▶ _ABOUT THIS TASK_
Look for "String" in each line of the entries, and return the matching lines.

[Stored items]
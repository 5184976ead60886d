//! Shared station credential.

use arc_swap::ArcSwap;
use std::sync::Arc;
use tokio::sync::Mutex;

use crate::observability::metrics;
use crate::station::client::TelemetrySource;
use crate::station::StationError;

/// Access/refresh token pair.
#[derive(Clone, PartialEq, Eq)]
pub struct StationCredential {
    pub access_token: String,
    pub refresh_token: String,
}

impl StationCredential {
    pub fn new(access_token: impl Into<String>, refresh_token: impl Into<String>) -> Self {
        Self {
            access_token: access_token.into(),
            refresh_token: refresh_token.into(),
        }
    }
}

impl std::fmt::Debug for StationCredential {
    fn fmt(&self, f: &mut std::fmt::Formatter<'_>) -> std::fmt::Result {
        f.write_str("StationCredential(<redacted>)")
    }
}

/// Holds the current credential.
///
/// Reads are lock-free. Refreshes are serialized, and a caller whose
/// credential was already replaced by someone else gets the replacement
/// instead of spending the refresh token a second time.
pub struct CredentialStore {
    current: ArcSwap<StationCredential>,
    refresh_lock: Mutex<()>,
}

impl CredentialStore {
    pub fn new(credential: StationCredential) -> Self {
        Self {
            current: ArcSwap::from_pointee(credential),
            refresh_lock: Mutex::new(()),
        }
    }

    pub fn current(&self) -> Arc<StationCredential> {
        self.current.load_full()
    }

    pub fn replace(&self, credential: StationCredential) {
        self.current.store(Arc::new(credential));
    }

    /// Exchange `stale` for a fresh credential via `source`.
    pub async fn refresh(
        &self,
        stale: &Arc<StationCredential>,
        source: &dyn TelemetrySource,
    ) -> Result<Arc<StationCredential>, StationError> {
        let _guard = self.refresh_lock.lock().await;

        let current = self.current.load_full();
        if !Arc::ptr_eq(&current, stale) {
            tracing::debug!("Credential already refreshed by another caller");
            metrics::record_credential_refresh("reused");
            return Ok(current);
        }

        match source.refresh(&stale.refresh_token).await {
            Ok(fresh) => {
                let fresh = Arc::new(fresh);
                self.current.store(fresh.clone());
                metrics::record_credential_refresh("refreshed");
                tracing::info!("Station credential refreshed");
                Ok(fresh)
            }
            Err(e) => {
                metrics::record_credential_refresh("failed");
                Err(e)
            }
        }
    }
}

impl std::fmt::Debug for CredentialStore {
    fn fmt(&self, f: &mut std::fmt::Formatter<'_>) -> std::fmt::Result {
        f.debug_struct("CredentialStore").finish_non_exhaustive()
    }
}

▶ _YOUR SOLUTION_
    pub access_token: String,
    pub refresh_token: String,
    pub fn new(access_token: impl Into<String>, refresh_token: impl Into<String>) -> Self {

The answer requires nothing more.